### Records drawn from a dataset:
☆ ☆ ☆ ☆ ☆ ☆ ☆
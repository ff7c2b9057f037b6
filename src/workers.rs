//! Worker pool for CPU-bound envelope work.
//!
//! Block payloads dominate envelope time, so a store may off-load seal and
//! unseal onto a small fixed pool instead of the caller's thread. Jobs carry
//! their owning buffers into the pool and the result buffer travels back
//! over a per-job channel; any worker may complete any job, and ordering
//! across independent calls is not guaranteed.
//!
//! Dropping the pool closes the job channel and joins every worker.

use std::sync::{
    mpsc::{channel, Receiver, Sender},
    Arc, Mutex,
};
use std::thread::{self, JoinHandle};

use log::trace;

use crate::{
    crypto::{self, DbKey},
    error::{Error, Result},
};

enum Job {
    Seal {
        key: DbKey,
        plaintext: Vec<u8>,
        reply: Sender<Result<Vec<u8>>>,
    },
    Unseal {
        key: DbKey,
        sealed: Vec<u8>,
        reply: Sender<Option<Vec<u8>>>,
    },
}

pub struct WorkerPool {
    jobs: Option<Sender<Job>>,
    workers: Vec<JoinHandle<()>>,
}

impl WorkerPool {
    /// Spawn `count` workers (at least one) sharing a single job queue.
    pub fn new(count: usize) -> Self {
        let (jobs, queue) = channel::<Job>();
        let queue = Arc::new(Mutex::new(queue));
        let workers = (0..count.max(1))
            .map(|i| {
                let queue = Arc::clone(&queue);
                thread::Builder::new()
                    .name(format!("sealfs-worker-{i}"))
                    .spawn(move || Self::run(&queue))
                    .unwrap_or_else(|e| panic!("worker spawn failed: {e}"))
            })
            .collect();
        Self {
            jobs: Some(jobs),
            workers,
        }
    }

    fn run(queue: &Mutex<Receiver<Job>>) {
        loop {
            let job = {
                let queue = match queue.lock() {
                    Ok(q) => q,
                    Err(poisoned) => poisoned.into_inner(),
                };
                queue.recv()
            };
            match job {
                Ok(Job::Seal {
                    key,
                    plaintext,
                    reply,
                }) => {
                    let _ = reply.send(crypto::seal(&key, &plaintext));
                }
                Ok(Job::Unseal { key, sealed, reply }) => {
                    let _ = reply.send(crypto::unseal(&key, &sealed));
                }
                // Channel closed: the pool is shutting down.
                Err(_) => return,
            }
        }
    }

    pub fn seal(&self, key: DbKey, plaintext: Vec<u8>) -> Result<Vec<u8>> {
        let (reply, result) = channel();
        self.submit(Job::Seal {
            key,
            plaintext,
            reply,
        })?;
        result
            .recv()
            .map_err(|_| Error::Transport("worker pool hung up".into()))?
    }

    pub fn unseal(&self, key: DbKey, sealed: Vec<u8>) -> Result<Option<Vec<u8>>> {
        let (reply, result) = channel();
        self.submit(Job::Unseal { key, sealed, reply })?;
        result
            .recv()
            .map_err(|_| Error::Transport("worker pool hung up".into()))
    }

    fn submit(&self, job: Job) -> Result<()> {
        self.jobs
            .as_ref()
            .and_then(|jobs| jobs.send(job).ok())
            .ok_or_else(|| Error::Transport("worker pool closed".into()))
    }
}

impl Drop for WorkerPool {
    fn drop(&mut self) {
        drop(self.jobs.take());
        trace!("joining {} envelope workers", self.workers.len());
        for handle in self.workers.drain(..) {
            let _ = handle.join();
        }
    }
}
☆ ☆ ☆ ☆ ☆ ☆ ☆
### AIM OF THE EXERCISE:
If a line in the data above contains "match", return that line.

### THE COMPLETED TASK:
                let queue = match queue.lock() {
            match job {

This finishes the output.